Below are records; how many of their lines contain "metrics"? Reply with the number and no other words.

Stored data entries:
↓

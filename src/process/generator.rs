use super::Process;
use crate::config::WorkloadConfig;
use rand::{rngs::StdRng, Rng, SeedableRng};
use rand_distr::{Distribution, Exp};

/// Generates a synthetic process set from a workload configuration.
///
/// The same workload (including seed) always yields the same processes.
pub struct ProcessGenerator {
    workload: WorkloadConfig,
    rng: StdRng,
}

impl ProcessGenerator {
    pub fn new(workload: WorkloadConfig) -> Result<Self, String> {
        workload.validate()?;
        let rng = StdRng::seed_from_u64(workload.seed);
        Ok(Self { workload, rng })
    }

    /// Generate the full process set, sorted by arrival time, with ids `P1..Pn`
    pub fn generate(&mut self) -> Vec<Process> {
        let mut arrivals: Vec<u64> = Vec::with_capacity(self.workload.num_processes);
        let mut clock = 0.0;
        for index in 0..self.workload.num_processes {
            let arrival = self.sample_arrival(index, &mut clock);
            arrivals.push(arrival);
        }
        arrivals.sort_unstable();

        arrivals
            .into_iter()
            .enumerate()
            .map(|(i, arrival_time)| {
                let burst_time = self.workload.burst_time_dist.sample(&mut self.rng);
                Process::new(format!("P{}", i + 1), arrival_time, burst_time)
            })
            .collect()
    }

    /// Sample the arrival tick of the `index`-th process; `clock` carries the
    /// continuous arrival time for the cumulative patterns
    fn sample_arrival(&mut self, index: usize, clock: &mut f64) -> u64 {
        match self.workload.arrival_pattern.to_lowercase().as_str() {
            "poisson" => {
                // First arrival is pinned to 0 so the run does not open idle
                if index > 0 {
                    if let Ok(exp) = Exp::new(self.workload.arrival_rate) {
                        *clock += exp.sample(&mut self.rng);
                    }
                }
                clock.floor() as u64
            }
            "fixed_rate" => {
                let arrival = clock.floor() as u64;
                *clock += 1.0 / self.workload.arrival_rate;
                arrival
            }
            "uniform" => self.rng.gen_range(0..=self.workload.max_arrival_time),
            // "batched"; validate() rejects anything else
            _ => 0,
        }
    }
}

/// Convenience wrapper: validate the workload and generate its processes
pub fn generate_processes(workload: &WorkloadConfig) -> Result<Vec<Process>, String> {
    Ok(ProcessGenerator::new(workload.clone())?.generate())
}
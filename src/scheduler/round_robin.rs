use super::arrivals::ArrivalQueue;
use crate::process::{runtime_states, Process, Ticks};
use crate::timeline::Timeline;
use log::trace;
use std::collections::VecDeque;

/// Round robin with a fixed time quantum.
///
/// Processes that arrive during a slice, or exactly at its end, join the
/// tail of the ready queue ahead of the process that was just preempted.
pub(crate) fn schedule(processes: &[Process], time_quantum: Ticks) -> Timeline {
    debug_assert!(time_quantum > 0);

    let mut states = runtime_states(processes);
    let mut arrivals = ArrivalQueue::new(processes);
    let mut ready: VecDeque<usize> = VecDeque::with_capacity(processes.len());
    let mut timeline = Timeline::with_capacity(processes.len());
    let mut clock: Ticks = 0;

    loop {
        while let Some(idx) = arrivals.pop_arrived(clock) {
            states[idx].admit();
            ready.push_back(idx);
        }

        let Some(idx) = ready.pop_front() else {
            match arrivals.peek_time() {
                Some(next_arrival) => {
                    clock = next_arrival;
                    continue;
                }
                None => break,
            }
        };

        let state = &mut states[idx];
        state.dispatch();
        let slice = state.run_for(time_quantum);
        trace!("rr: {} runs {}..{}", state.id(), clock, clock + slice);
        timeline.push(state.id(), clock, clock + slice);
        clock += slice;

        while let Some(arrived) = arrivals.pop_arrived(clock) {
            states[arrived].admit();
            ready.push_back(arrived);
        }

        if !states[idx].is_finished() {
            states[idx].mark_preempted();
            ready.push_back(idx);
        }
    }

    timeline
}

#[cfg(test)]
mod tests {
    use super::*;
    use crate::timeline::ExecutionInterval;

    #[test]
    fn test_rr_reference_workload() {
        let processes = vec![
            Process::new("P1", 0, 10),
            Process::new("P2", 2, 5),
            Process::new("P3", 4, 8),
        ];
        assert_eq!(
            schedule(&processes, 4).intervals(),
            &[
                ExecutionInterval::new("P1", 0, 4),
                ExecutionInterval::new("P2", 4, 8),
                ExecutionInterval::new("P3", 8, 12),
                ExecutionInterval::new("P1", 12, 16),
                ExecutionInterval::new("P2", 16, 17),
                ExecutionInterval::new("P3", 17, 21),
                ExecutionInterval::new("P1", 21, 23),
            ]
        );
    }

    #[test]
    fn test_rr_arrival_at_slice_end_goes_first() {
        // P2 arrives exactly when P1's first slice ends and is queued ahead of P1
        let processes = vec![Process::new("P1", 0, 4), Process::new("P2", 2, 2)];
        assert_eq!(
            schedule(&processes, 2).intervals(),
            &[
                ExecutionInterval::new("P1", 0, 2),
                ExecutionInterval::new("P2", 2, 4),
                ExecutionInterval::new("P1", 4, 6),
            ]
        );
    }

    #[test]
    fn test_rr_single_process_back_to_back_slices() {
        let processes = vec![Process::new("P1", 0, 5)];
        assert_eq!(
            schedule(&processes, 2).intervals(),
            &[
                ExecutionInterval::new("P1", 0, 2),
                ExecutionInterval::new("P1", 2, 4),
                ExecutionInterval::new("P1", 4, 5),
            ]
        );
    }

    #[test]
    fn test_rr_idle_skip() {
        let processes = vec![Process::new("P1", 0, 1), Process::new("P2", 6, 3)];
        assert_eq!(
            schedule(&processes, 4).intervals(),
            &[
                ExecutionInterval::new("P1", 0, 1),
                ExecutionInterval::new("P2", 6, 9),
            ]
        );
    }

    #[test]
    fn test_rr_large_quantum_matches_fifo() {
        let processes = vec![
            Process::new("P1", 0, 10),
            Process::new("P2", 2, 5),
            Process::new("P3", 4, 8),
        ];
        assert_eq!(schedule(&processes, 100), crate::scheduler::fifo::schedule(&processes));
    }
}
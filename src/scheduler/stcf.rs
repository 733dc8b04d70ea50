use super::arrivals::ArrivalQueue;
use crate::process::{runtime_states, Process, ProcessState, Ticks};
use crate::timeline::{IntervalRecorder, Timeline};
use log::{debug, trace};
use std::cmp::Reverse;
use std::collections::BinaryHeap;

/// (remaining, arrival_time, input index): smallest wins
type Priority = (Ticks, Ticks, usize);

fn priority(states: &[ProcessState], idx: usize) -> Priority {
    (states[idx].remaining, states[idx].arrival_time(), idx)
}

/// Shortest time-to-completion first (preemptive SJF).
///
/// Conceptually a unit-tick loop that always runs the arrived process with the
/// least remaining time. The running process only gets more favourable as it
/// runs, so the decision can change only when a new process arrives; the loop
/// therefore advances straight to the next arrival or completion, which yields
/// exactly the per-tick timeline. Consecutive ticks of one process coalesce
/// into a single interval until the next context switch.
pub(crate) fn schedule(processes: &[Process]) -> Timeline {
    let mut states = runtime_states(processes);
    let mut arrivals = ArrivalQueue::new(processes);
    // Ready, not running. A queued process's remaining time is frozen.
    let mut ready: BinaryHeap<Reverse<Priority>> = BinaryHeap::new();
    let mut recorder = IntervalRecorder::new();
    let mut running: Option<usize> = None;
    let mut clock: Ticks = 0;

    loop {
        while let Some(idx) = arrivals.pop_arrived(clock) {
            states[idx].admit();
            ready.push(Reverse(priority(&states, idx)));
        }

        if let Some(&Reverse(candidate)) = ready.peek() {
            let switch = match running {
                None => true,
                Some(current) => candidate < priority(&states, current),
            };
            if switch {
                ready.pop();
                let next = candidate.2;
                if let Some(current) = running {
                    debug!(
                        "stcf: {} (remaining {}) preempted by {} (remaining {}) at {}",
                        states[current].id(),
                        states[current].remaining,
                        states[next].id(),
                        states[next].remaining,
                        clock
                    );
                    states[current].mark_preempted();
                    ready.push(Reverse(priority(&states, current)));
                }
                states[next].dispatch();
                recorder.switch_to(next, states[next].id(), clock);
                running = Some(next);
            }
        }

        let Some(current) = running else {
            match arrivals.peek_time() {
                Some(next_arrival) => {
                    trace!("stcf: idle {}..{}", clock, next_arrival);
                    clock = next_arrival;
                    continue;
                }
                None => break,
            }
        };

        // Everything at or before `clock` is admitted, so the next arrival is in the future
        let until_completion = states[current].remaining;
        let step = arrivals
            .peek_time()
            .map_or(until_completion, |next_arrival| {
                (next_arrival - clock).min(until_completion)
            });
        states[current].run_for(step);
        clock += step;

        if states[current].is_finished() {
            trace!("stcf: {} completes at {}", states[current].id(), clock);
            recorder.close(clock);
            running = None;
        }
    }

    debug_assert_eq!(recorder.current(), None);
    recorder.finish(clock)
}
pub mod config;
pub mod error;
pub mod metrics;
pub mod process;
pub mod scheduler;
pub mod simulation;
pub mod timeline;

#[cfg(feature = "cli")]
pub mod visualization;

#[cfg(target_arch = "wasm32")]
pub mod wasm;

// Re-export key types
pub use config::Config;
pub use error::ScheduleError;
pub use metrics::{MetricsCollector, MetricsSummary, PolicyComparison, ProcessMetrics};
pub use process::{Process, ProcessState, ProcessStatus, Ticks};
pub use scheduler::{schedule, Scheduler, SchedulingPolicy};
pub use simulation::{PolicyRun, SimulationError, SimulationReport, Simulator};
pub use timeline::{render_gantt, ExecutionInterval, Timeline};

#[cfg(feature = "cli")]
pub use visualization::{generate_plots, plot_gantt};
pub mod simulator;

pub use simulator::{PolicyRun, SimulationError, SimulationReport, Simulator};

↑

### Response
2